## HOW TO COMPLETE THIS TASK:
Please print every record below exactly as it reads.

··· EXERCISE DATA ···

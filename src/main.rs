use anyhow::Result;
use clap::Parser;
use gmail_cleanup::auth::{self, MODIFY_SCOPE};
use gmail_cleanup::cli::{self, Cli, Commands};
use gmail_cleanup::config::Config;
use gmail_cleanup::error::CleanupError;
use indicatif::MultiProgress;
use std::io::Write;
use std::process;
use std::sync::{Arc, Mutex};
use tracing_subscriber::fmt::MakeWriter;
use tracing_subscriber::EnvFilter;

/// A writer that prints through MultiProgress to avoid progress bar conflicts
#[derive(Clone)]
struct MultiProgressWriter {
    multi: Arc<MultiProgress>,
    buffer: Arc<Mutex<Vec<u8>>>,
}

impl MultiProgressWriter {
    fn new(multi: Arc<MultiProgress>) -> Self {
        Self {
            multi,
            buffer: Arc::new(Mutex::new(Vec::new())),
        }
    }
}

impl Write for MultiProgressWriter {
    fn write(&mut self, buf: &[u8]) -> std::io::Result<usize> {
        let mut buffer = self.buffer.lock().unwrap_or_else(|p| p.into_inner());
        buffer.extend_from_slice(buf);
        Ok(buf.len())
    }

    fn flush(&mut self) -> std::io::Result<()> {
        let mut buffer = self.buffer.lock().unwrap_or_else(|p| p.into_inner());
        if !buffer.is_empty() {
            let msg = String::from_utf8_lossy(&buffer);
            let msg = msg.trim_end_matches('\n');
            if !msg.is_empty() {
                let _ = self.multi.println(msg);
            }
            buffer.clear();
        }
        Ok(())
    }
}

impl Drop for MultiProgressWriter {
    fn drop(&mut self) {
        let _ = self.flush();
    }
}

/// MakeWriter implementation for tracing
#[derive(Clone)]
struct MultiProgressMakeWriter {
    multi: Arc<MultiProgress>,
}

impl MultiProgressMakeWriter {
    fn new(multi: Arc<MultiProgress>) -> Self {
        Self { multi }
    }
}

impl<'a> MakeWriter<'a> for MultiProgressMakeWriter {
    type Writer = MultiProgressWriter;

    fn make_writer(&'a self) -> Self::Writer {
        MultiProgressWriter::new(Arc::clone(&self.multi))
    }
}

#[tokio::main]
async fn main() {
    match run().await {
        Ok(code) => process::exit(code),
        Err(e) => {
            display_error(&e);
            eprintln!("\nFor help, run: gmail-cleanup --help");
            process::exit(1);
        }
    }
}

fn env_filter(verbose: bool) -> EnvFilter {
    let default = if verbose {
        "gmail_cleanup=debug,warn"
    } else {
        "gmail_cleanup=info,warn"
    };
    EnvFilter::try_from_default_env().unwrap_or_else(|_| EnvFilter::new(default))
}

/// Returns the process exit code
async fn run() -> Result<i32> {
    // On Windows, ring avoids the NASM/CMake toolchain aws-lc-rs needs
    #[cfg(not(windows))]
    rustls::crypto::aws_lc_rs::default_provider()
        .install_default()
        .map_err(|_| anyhow::anyhow!("Failed to install default crypto provider"))?;

    #[cfg(windows)]
    rustls::crypto::ring::default_provider()
        .install_default()
        .map_err(|_| anyhow::anyhow!("Failed to install default crypto provider"))?;

    let cli = Cli::parse();

    let multi_progress = Arc::new(MultiProgress::new());
    if matches!(cli.command, Commands::Scheduled { .. }) {
        // Keep stdout for the payload; log JSON lines to stderr
        tracing_subscriber::fmt()
            .json()
            .with_env_filter(env_filter(cli.verbose))
            .with_writer(std::io::stderr)
            .init();
    } else {
        tracing_subscriber::fmt()
            .with_env_filter(env_filter(cli.verbose))
            .with_writer(MultiProgressMakeWriter::new(Arc::clone(&multi_progress)))
            .with_target(false)
            .with_thread_ids(false)
            .with_file(false)
            .with_line_number(false)
            .init();
    }

    match cli.command {
        Commands::Auth { force } => {
            tracing::info!("Authenticating with Gmail API...");

            if let Some(parent) = cli.token_cache.parent() {
                tokio::fs::create_dir_all(parent).await?;
            }

            if force && cli.token_cache.exists() {
                tokio::fs::remove_file(&cli.token_cache).await?;
                tracing::info!("Removed existing token cache");
            }

            let hub = auth::initialize_gmail_hub(&cli.credentials, &cli.token_cache).await?;

            println!("✓ Successfully authenticated with Gmail API");
            println!("Token cached at: {:?}", cli.token_cache);

            let (_, profile) = hub
                .users()
                .get_profile("me")
                .add_scope(MODIFY_SCOPE)
                .doit()
                .await
                .map_err(CleanupError::from)?;
            println!(
                "Connected to account: {}",
                profile.email_address.unwrap_or_default()
            );

            Ok(0)
        }

        Commands::Run {
            dry_run,
            execute,
            ref report,
        } => {
            if let Some(parent) = cli.token_cache.parent() {
                tokio::fs::create_dir_all(parent).await?;
            }

            cli::run_interactive(
                &cli,
                cli::dry_run_override(dry_run, execute),
                report.as_deref(),
                (*multi_progress).clone(),
            )
            .await?;

            Ok(0)
        }

        Commands::Scheduled {
            ref authorized_user,
        } => {
            let response = cli::run_scheduled(&cli, authorized_user.as_deref()).await;
            println!("{}", response.to_json()?);
            Ok(if response.is_success() { 0 } else { 1 })
        }

        Commands::InitConfig { ref output, force } => {
            tracing::info!("Generating example configuration file");

            if output.exists() && !force {
                return Err(CleanupError::ConfigError(format!(
                    "Configuration file already exists at {:?}. Use --force to overwrite.",
                    output
                ))
                .into());
            }

            Config::create_example(output).await?;

            println!("Created example configuration file at: {:?}", output);
            println!("\nPlease edit this file to customize your settings.");
            println!("Key settings to review:");
            println!("  - rules.*.enabled: Which cleanup rules apply");
            println!("  - rules.keywords.list: Subject keywords that mark unwanted mail");
            println!("  - allowlist.senders / allowlist.domains: Senders that are never trashed");
            println!("  - execution.dry_run: Set to false to trash without --execute");

            Ok(0)
        }
    }
}

/// Display error with context
fn display_error(error: &anyhow::Error) {
    eprintln!("Error: {}", error);

    for cause in error.chain().skip(1) {
        eprintln!("  Caused by: {}", cause);
    }

    if let Some(cleanup_err) = error.downcast_ref::<CleanupError>() {
        match cleanup_err {
            CleanupError::AuthError(_) => {
                eprintln!("\nHint: Make sure your credentials.json file is valid.");
                eprintln!("      You can download it from Google Cloud Console.");
                eprintln!("      Try running: gmail-cleanup auth --force");
            }
            CleanupError::SearchError(_) | CleanupError::ApiError(_) => {
                eprintln!("\nHint: This may be a temporary API error.");
                eprintln!("      Try running the command again.");
            }
            CleanupError::RateLimitExceeded { .. } => {
                eprintln!("\nHint: You've hit Gmail API rate limits.");
                eprintln!("      Wait a few seconds and try again.");
            }
            CleanupError::ConfigError(_) => {
                eprintln!("\nHint: Check your configuration file for errors.");
                eprintln!("      Run: gmail-cleanup init-config --force");
            }
            _ => {}
        }
    }
}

···

## RESPONSE BOX:
filename src/main.rs
use anyhow::Result;
use clap::Parser;
use gmail_cleanup::auth::{self, MODIFY_SCOPE};
use gmail_cleanup::cli::{self, Cli, Commands};
use gmail_cleanup::config::Config;
use gmail_cleanup::error::CleanupError;
use indicatif::MultiProgress;
use std::io::Write;
use std::process;
use std::sync::{Arc, Mutex};
use tracing_subscriber::fmt::MakeWriter;
use tracing_subscriber::EnvFilter;

/// A writer that prints through MultiProgress to avoid progress bar conflicts
#[derive(Clone)]
struct MultiProgressWriter {
    multi: Arc<MultiProgress>,
    buffer: Arc<Mutex<Vec<u8>>>,
}

impl MultiProgressWriter {
    fn new(multi: Arc<MultiProgress>) -> Self {
        Self {
            multi,
            buffer: Arc::new(Mutex::new(Vec::new())),
        }
    }
}

impl Write for MultiProgressWriter {
    fn write(&mut self, buf: &[u8]) -> std::io::Result<usize> {
        let mut buffer = self.buffer.lock().unwrap_or_else(|p| p.into_inner());
        buffer.extend_from_slice(buf);
        Ok(buf.len())
    }

    fn flush(&mut self) -> std::io::Result<()> {
        let mut buffer = self.buffer.lock().unwrap_or_else(|p| p.into_inner());
        if !buffer.is_empty() {
            let msg = String::from_utf8_lossy(&buffer);
            let msg = msg.trim_end_matches('\n');
            if !msg.is_empty() {
                let _ = self.multi.println(msg);
            }
            buffer.clear();
        }
        Ok(())
    }
}

impl Drop for MultiProgressWriter {
    fn drop(&mut self) {
        let _ = self.flush();
    }
}

/// MakeWriter implementation for tracing
#[derive(Clone)]
struct MultiProgressMakeWriter {
    multi: Arc<MultiProgress>,
}

impl MultiProgressMakeWriter {
    fn new(multi: Arc<MultiProgress>) -> Self {
        Self { multi }
    }
}

impl<'a> MakeWriter<'a> for MultiProgressMakeWriter {
    type Writer = MultiProgressWriter;

    fn make_writer(&'a self) -> Self::Writer {
        MultiProgressWriter::new(Arc::clone(&self.multi))
    }
}

#[tokio::main]
async fn main() {
    match run().await {
        Ok(code) => process::exit(code),
        Err(e) => {
            display_error(&e);
            eprintln!("\nFor help, run: gmail-cleanup --help");
            process::exit(1);
        }
    }
}

fn env_filter(verbose: bool) -> EnvFilter {
    let default = if verbose {
        "gmail_cleanup=debug,warn"
    } else {
        "gmail_cleanup=info,warn"
    };
    EnvFilter::try_from_default_env().unwrap_or_else(|_| EnvFilter::new(default))
}

/// Returns the process exit code
async fn run() -> Result<i32> {
    // On Windows, ring avoids the NASM/CMake toolchain aws-lc-rs needs
    #[cfg(not(windows))]
    rustls::crypto::aws_lc_rs::default_provider()
        .install_default()
        .map_err(|_| anyhow::anyhow!("Failed to install default crypto provider"))?;

    #[cfg(windows)]
    rustls::crypto::ring::default_provider()
        .install_default()
        .map_err(|_| anyhow::anyhow!("Failed to install default crypto provider"))?;

    let cli = Cli::parse();

    let multi_progress = Arc::new(MultiProgress::new());
    if matches!(cli.command, Commands::Scheduled { .. }) {
        // Keep stdout for the payload; log JSON lines to stderr
        tracing_subscriber::fmt()
            .json()
            .with_env_filter(env_filter(cli.verbose))
            .with_writer(std::io::stderr)
            .init();
    } else {
        tracing_subscriber::fmt()
            .with_env_filter(env_filter(cli.verbose))
            .with_writer(MultiProgressMakeWriter::new(Arc::clone(&multi_progress)))
            .with_target(false)
            .with_thread_ids(false)
            .with_file(false)
            .with_line_number(false)
            .init();
    }

    match cli.command {
        Commands::Auth { force } => {
            tracing::info!("Authenticating with Gmail API...");

            if let Some(parent) = cli.token_cache.parent() {
                tokio::fs::create_dir_all(parent).await?;
            }

            if force && cli.token_cache.exists() {
                tokio::fs::remove_file(&cli.token_cache).await?;
                tracing::info!("Removed existing token cache");
            }

            let hub = auth::initialize_gmail_hub(&cli.credentials, &cli.token_cache).await?;

            println!("✓ Successfully authenticated with Gmail API");
            println!("Token cached at: {:?}", cli.token_cache);

            let (_, profile) = hub
                .users()
                .get_profile("me")
                .add_scope(MODIFY_SCOPE)
                .doit()
                .await
                .map_err(CleanupError::from)?;
            println!(
                "Connected to account: {}",
                profile.email_address.unwrap_or_default()
            );

            Ok(0)
        }

        Commands::Run {
            dry_run,
            execute,
            ref report,
        } => {
            if let Some(parent) = cli.token_cache.parent() {
                tokio::fs::create_dir_all(parent).await?;
            }

            cli::run_interactive(
                &cli,
                cli::dry_run_override(dry_run, execute),
                report.as_deref(),
                (*multi_progress).clone(),
            )
            .await?;

            Ok(0)
        }

        Commands::Scheduled {
            ref authorized_user,
        } => {
            let response = cli::run_scheduled(&cli, authorized_user.as_deref()).await;
            println!("{}", response.to_json()?);
            Ok(if response.is_success() { 0 } else { 1 })
        }

        Commands::InitConfig { ref output, force } => {
            tracing::info!("Generating example configuration file");

            if output.exists() && !force {
                return Err(CleanupError::ConfigError(format!(
                    "Configuration file already exists at {:?}. Use --force to overwrite.",
                    output
                ))
                .into());
            }

            Config::create_example(output).await?;

            println!("Created example configuration file at: {:?}", output);
            println!("\nPlease edit this file to customize your settings.");
            println!("Key settings to review:");
            println!("  - rules.*.enabled: Which cleanup rules apply");
            println!("  - rules.keywords.list: Subject keywords that mark unwanted mail");
            println!("  - allowlist.senders / allowlist.domains: Senders that are never trashed");
            println!("  - execution.dry_run: Set to false to trash without --execute");

            Ok(0)
        }
    }
}

/// Display error with context
fn display_error(error: &anyhow::Error) {
    eprintln!("Error: {}", error);

    for cause in error.chain().skip(1) {
        eprintln!("  Caused by: {}", cause);
    }

    if let Some(cleanup_err) = error.downcast_ref::<CleanupError>() {
        match cleanup_err {
            CleanupError::AuthError(_) => {
                eprintln!("\nHint: Make sure your credentials.json file is valid.");
                eprintln!("      You can download it from Google Cloud Console.");
                eprintln!("      Try running: gmail-cleanup auth --force");
            }
            CleanupError::SearchError(_) | CleanupError::ApiError(_) => {
                eprintln!("\nHint: This may be a temporary API error.");
                eprintln!("      Try running the command again.");
            }
            CleanupError::RateLimitExceeded { .. } => {
                eprintln!("\nHint: You've hit Gmail API rate limits.");
                eprintln!("      Wait a few seconds and try again.");
            }
            CleanupError::ConfigError(_) => {
                eprintln!("\nHint: Check your configuration file for errors.");
                eprintln!("      Run: gmail-cleanup init-config --force");
            }
            _ => {}
        }
    }
}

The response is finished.